* YOUR TASK *
How many lines in this material include the string "ChangePropagator"? Answer with the number and nothing further.

▼

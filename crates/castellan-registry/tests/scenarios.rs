//! End-to-end authorization scenarios: manifest registration, administrative
//! mutations, cache refresh and policy decisions wired together the way a
//! host service wires them.

use std::sync::{Arc, LazyLock};

use castellan_cache::{AttributeCacheClient, CacheSettings, InMemoryStore};
use castellan_policy::{DecisionEvaluator, PolicyRegistry, PolicyTable, Protectable, StandardPolicies};
use castellan_registry::{
    Admin, AdminError, AttributeRefresher, ChangePropagator, ExpirySweeper, GrantRequest,
    InMemorySource, Manifest, RevokeRequest, SetAttributeRequest, SourceOfRecord,
};
use castellan_types::{
    AttributeSet, AttributeValue, Resource, ResourceAttributes, ServiceName, SubjectId,
};
use chrono::{Duration, Utc};
use serde_json::json;

const SUBJECT: SubjectId = SubjectId::new(42);

struct Invoice {
    customer_id: i64,
}

static INVOICE_POLICIES: LazyLock<PolicyTable> = LazyLock::new(|| {
    PolicyTable::new("invoice")
        .action("view", "customer_match")
        .action("edit", "billing_admin")
        .action("annotate", "invoice_editor")
});

impl Resource for Invoice {
    fn resource_id(&self) -> Option<String> {
        None
    }

    fn attribute(&self, name: &str) -> Option<AttributeValue> {
        (name == "customerId").then_some(AttributeValue::Integer(self.customer_id))
    }
}

impl Protectable for Invoice {
    fn policy_table() -> &'static PolicyTable {
        &INVOICE_POLICIES
    }
}

struct Harness {
    source: Arc<InMemorySource>,
    store: Arc<InMemoryStore>,
    cache: AttributeCacheClient,
    admin: Admin,
    evaluator: DecisionEvaluator,
}

impl Harness {
    async fn new(eager_refresh: bool) -> Self {
        let source = Arc::new(InMemorySource::new());
        let store = Arc::new(InMemoryStore::new());
        let cache = AttributeCacheClient::new(
            store.clone(),
            Arc::new(AttributeRefresher::new(source.clone())),
            CacheSettings::default(),
        );
        let propagator =
            ChangePropagator::new(cache.clone(), source.clone()).with_eager_refresh(eager_refresh);
        let admin = Admin::new(source.clone(), propagator);

        let mut registry = PolicyRegistry::builder();
        registry
            .register("customer_match", StandardPolicies::customer_match())
            .unwrap()
            .register("billing_admin", StandardPolicies::require_role("billing_admin"))
            .unwrap()
            .register(
                "invoice_editor",
                StandardPolicies::require_role_on_resource("invoice_editor"),
            )
            .unwrap();

        let harness = Self {
            source,
            store,
            cache,
            admin,
            evaluator: DecisionEvaluator::new(registry.build()),
        };
        harness
            .admin
            .register_manifest(&billing_manifest(), Utc::now())
            .await
            .unwrap();
        harness
    }

    async fn attrs(&self) -> Option<AttributeSet> {
        self.cache.get(SUBJECT, &billing(), true).await.unwrap()
    }

    async fn grant(&self, role: &str, expires_in: Option<Duration>) {
        self.admin
            .grant(
                GrantRequest {
                    subject_id: SUBJECT,
                    service_name: "billing_api".to_string(),
                    role_name: role.to_string(),
                    resource_id: None,
                    expires_at: expires_in.map(|d| Utc::now() + d),
                    reason: Some("test".to_string()),
                },
                None,
                Utc::now(),
            )
            .await
            .unwrap();
    }

    async fn can(&self, action: &str, invoice: &Invoice) -> bool {
        self.evaluator
            .check_access(self.attrs().await.as_ref(), invoice, action)
    }
}

fn billing() -> ServiceName {
    ServiceName::new("billing_api").unwrap()
}

fn billing_manifest() -> Manifest {
    serde_json::from_value(json!({
        "serviceName": "billing_api",
        "displayName": "Billing",
        "roles": [
            {"name": "billing_admin", "displayName": "Billing administrator"},
            {"name": "auditor"},
            {"name": "invoice_editor", "isGlobal": false}
        ],
        "attributes": [
            {"name": "customer_ids", "type": "integer_list", "required": true, "default": []}
        ]
    }))
    .unwrap()
}

#[tokio::test]
async fn scenario_a_granted_role_allows_mapped_action() {
    let h = Harness::new(false).await;
    h.grant("billing_admin", None).await;

    assert!(h.can("edit", &Invoice { customer_id: 1 }).await);
}

#[tokio::test]
async fn scenario_b_expired_grant_denies() {
    let h = Harness::new(false).await;
    h.grant("billing_admin", Some(Duration::hours(-1))).await;

    assert!(!h.can("edit", &Invoice { customer_id: 1 }).await);
}

#[tokio::test]
async fn cached_grant_lapses_at_its_expiry() {
    let h = Harness::new(false).await;
    h.grant("billing_admin", Some(Duration::milliseconds(500))).await;

    // The grant invalidated the entry; this read recomputes and caches it.
    assert!(h.attrs().await.unwrap().has_role("billing_admin"));
    assert_eq!(h.store.len(), 1);
    assert!(h.can("edit", &Invoice { customer_id: 1 }).await);

    tokio::time::sleep(std::time::Duration::from_millis(900)).await;

    assert!(!h.attrs().await.unwrap().has_role("billing_admin"));
    assert!(!h.can("edit", &Invoice { customer_id: 1 }).await);
}

#[tokio::test]
async fn resource_scoped_grant_only_covers_its_resource() {
    let h = Harness::new(false).await;
    h.admin
        .grant(
            GrantRequest {
                subject_id: SUBJECT,
                service_name: "billing_api".to_string(),
                role_name: "invoice_editor".to_string(),
                resource_id: Some("inv-5".to_string()),
                expires_at: None,
                reason: None,
            },
            None,
            Utc::now(),
        )
        .await
        .unwrap();

    let attrs = h.attrs().await.unwrap();
    assert!(!attrs.has_role("invoice_editor"));

    let invoice = |id: &str| ResourceAttributes::new().with_id(id);
    assert!(h.evaluator.check_with_table(
        &INVOICE_POLICIES,
        Some(&attrs),
        &invoice("inv-5"),
        "annotate"
    ));
    assert!(!h.evaluator.check_with_table(
        &INVOICE_POLICIES,
        Some(&attrs),
        &invoice("inv-999"),
        "annotate"
    ));
}

#[tokio::test]
async fn scenario_c_customer_match() {
    let h = Harness::new(false).await;
    h.admin
        .set_attribute(
            SetAttributeRequest {
                subject_id: SUBJECT,
                service_name: Some("billing_api".to_string()),
                name: "customer_ids".to_string(),
                value: json!([100, 200]),
            },
            Utc::now(),
        )
        .await
        .unwrap();

    assert!(!h.can("view", &Invoice { customer_id: 300 }).await);
    assert!(h.can("view", &Invoice { customer_id: 100 }).await);
}

#[tokio::test]
async fn scenario_d_store_and_source_down_denies_without_error() {
    let h = Harness::new(false).await;
    h.grant("billing_admin", None).await;

    h.store.set_available(false);
    h.source.set_available(false);

    let attrs = h.cache.get(SUBJECT, &billing(), true).await;
    assert!(matches!(attrs, Ok(None)));
    assert!(!h.can("edit", &Invoice { customer_id: 1 }).await);
}

#[tokio::test]
async fn scenario_e_later_manifest_never_drops_definitions() {
    let h = Harness::new(false).await;
    let v1: Manifest = serde_json::from_value(json!({
        "serviceName": "crm",
        "roles": [{"name": "agent"}],
        "attributes": [
            {"name": "team", "type": "string"},
            {"name": "seniority", "type": "integer"}
        ]
    }))
    .unwrap();
    let v2: Manifest = serde_json::from_value(json!({
        "serviceName": "crm",
        "attributes": [
            {"name": "seniority", "type": "integer"},
            {"name": "languages", "type": "string_list"}
        ]
    }))
    .unwrap();

    h.admin.register_manifest(&v1, Utc::now()).await.unwrap();
    let report = h.admin.register_manifest(&v2, Utc::now()).await.unwrap();
    assert_eq!(report.attributes.created, 1);
    assert_eq!(report.attributes.unchanged, 1);

    let crm = ServiceName::new("crm").unwrap();
    let mut names: Vec<String> = h
        .source
        .attribute_definitions(&crm)
        .await
        .unwrap()
        .into_iter()
        .map(|d| d.name)
        .collect();
    names.sort();
    assert_eq!(names, vec!["languages", "seniority", "team"]);

    // The role declared only by the first manifest is still there.
    assert!(h.source.find_role(&crm, "agent").await.unwrap().is_some());
}

#[tokio::test]
async fn refresh_then_get_matches_active_assignments() {
    let h = Harness::new(false).await;
    h.grant("billing_admin", None).await;
    h.grant("auditor", Some(Duration::hours(-1))).await;

    let refreshed = h.cache.refresh(SUBJECT, &billing()).await.unwrap();
    let cached = h.cache.get(SUBJECT, &billing(), false).await.unwrap().unwrap();

    assert_eq!(refreshed.roles, cached.roles);
    assert_eq!(
        cached.roles.into_iter().collect::<Vec<_>>(),
        vec!["billing_admin".to_string()]
    );
}

#[tokio::test]
async fn revoke_removes_role_from_unexpired_cache_entry() {
    let h = Harness::new(false).await;
    h.grant("billing_admin", None).await;
    assert!(h.attrs().await.unwrap().has_role("billing_admin"));

    let role = h
        .source
        .find_role(&billing(), "billing_admin")
        .await
        .unwrap()
        .unwrap();
    let outcome = h
        .admin
        .revoke(
            RevokeRequest {
                subject_id: SUBJECT,
                role_id: role.id,
                reason: None,
            },
            Utc::now(),
        )
        .await
        .unwrap();
    assert_eq!(outcome.revoked.len(), 1);
    assert_eq!(outcome.propagation.invalidated, 1);

    assert!(!h.attrs().await.unwrap().has_role("billing_admin"));
}

#[tokio::test]
async fn global_attribute_change_invalidates_every_service() {
    let h = Harness::new(false).await;
    let global: Manifest = serde_json::from_value(json!({
        "serviceName": "directory",
        "attributes": [{"name": "region", "type": "string", "global": true}]
    }))
    .unwrap();
    h.admin.register_manifest(&global, Utc::now()).await.unwrap();
    assert!(h.attrs().await.unwrap().attribute("region").is_none());

    let outcome = h
        .admin
        .set_attribute(
            SetAttributeRequest {
                subject_id: SUBJECT,
                service_name: None,
                name: "region".to_string(),
                value: json!("eu"),
            },
            Utc::now(),
        )
        .await
        .unwrap();
    assert_eq!(outcome.propagation.invalidated, 1);
    assert_eq!(
        h.attrs().await.unwrap().attribute("region"),
        Some(&AttributeValue::String("eu".to_string()))
    );
}

#[tokio::test]
async fn invalid_attribute_value_is_a_field_error() {
    let h = Harness::new(false).await;
    let err = h
        .admin
        .set_attribute(
            SetAttributeRequest {
                subject_id: SUBJECT,
                service_name: Some("billing_api".to_string()),
                name: "customer_ids".to_string(),
                value: json!("not a list"),
            },
            Utc::now(),
        )
        .await
        .unwrap_err();

    let AdminError::Validation(fields) = err else {
        panic!("expected validation error, got {err:?}");
    };
    assert_eq!(fields[0].field, "value");
}

#[tokio::test]
async fn grant_of_undeclared_role_is_rejected() {
    let h = Harness::new(false).await;
    let err = h
        .admin
        .grant(
            GrantRequest {
                subject_id: SUBJECT,
                service_name: "billing_api".to_string(),
                role_name: "superuser".to_string(),
                resource_id: None,
                expires_at: None,
                reason: None,
            },
            None,
            Utc::now(),
        )
        .await
        .unwrap_err();
    assert!(matches!(err, AdminError::Validation(_)));
}

#[tokio::test]
async fn deactivation_invalidates_all_subjects_in_one_batch() {
    let h = Harness::new(false).await;
    let role = h
        .source
        .find_role(&billing(), "billing_admin")
        .await
        .unwrap()
        .unwrap();
    for id in 1..=5 {
        h.admin
            .grant(
                GrantRequest {
                    subject_id: SubjectId::new(id),
                    service_name: "billing_api".to_string(),
                    role_name: role.name.clone(),
                    resource_id: None,
                    expires_at: None,
                    reason: None,
                },
                None,
                Utc::now(),
            )
            .await
            .unwrap();
        h.cache
            .get(SubjectId::new(id), &billing(), true)
            .await
            .unwrap();
    }
    assert_eq!(h.store.len(), 5);

    let mut events = h.cache.subscribe_invalidations().await.unwrap();
    let outcome = h
        .admin
        .set_service_active("billing_api", false)
        .await
        .unwrap();

    assert!(outcome.changed);
    assert_eq!(outcome.propagation.invalidated, 5);
    assert_eq!(events.next().await.unwrap().targets.len(), 5);
    assert!(h.store.is_empty());

    // Inactive service: no attribute set, so every check is denied.
    assert!(h.cache.get(SubjectId::new(1), &billing(), true).await.unwrap().is_none());

    let again = h
        .admin
        .set_service_active("billing_api", false)
        .await
        .unwrap();
    assert!(!again.changed);
}

#[tokio::test]
async fn eager_refresh_repopulates_after_grant() {
    let h = Harness::new(true).await;
    h.grant("billing_admin", None).await;

    assert_eq!(h.store.len(), 1);
    let cached = h.cache.get(SUBJECT, &billing(), false).await.unwrap().unwrap();
    assert!(cached.has_role("billing_admin"));
}

#[tokio::test]
async fn sweep_invalidates_newly_expired_entries() {
    let h = Harness::new(false).await;
    let start = Utc::now();
    h.grant("billing_admin", Some(Duration::seconds(30))).await;
    assert!(h.attrs().await.unwrap().has_role("billing_admin"));
    assert_eq!(h.store.len(), 1);

    let sweeper = ExpirySweeper::new(
        h.source.clone(),
        h.admin.propagator().clone(),
        std::time::Duration::from_secs(60),
    );
    let swept = sweeper
        .sweep(start, start + Duration::minutes(5))
        .await
        .unwrap();

    assert_eq!(swept, 1);
    assert!(h.store.is_empty());
}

▲

* ANSWER TO THIS PROBLEM *
2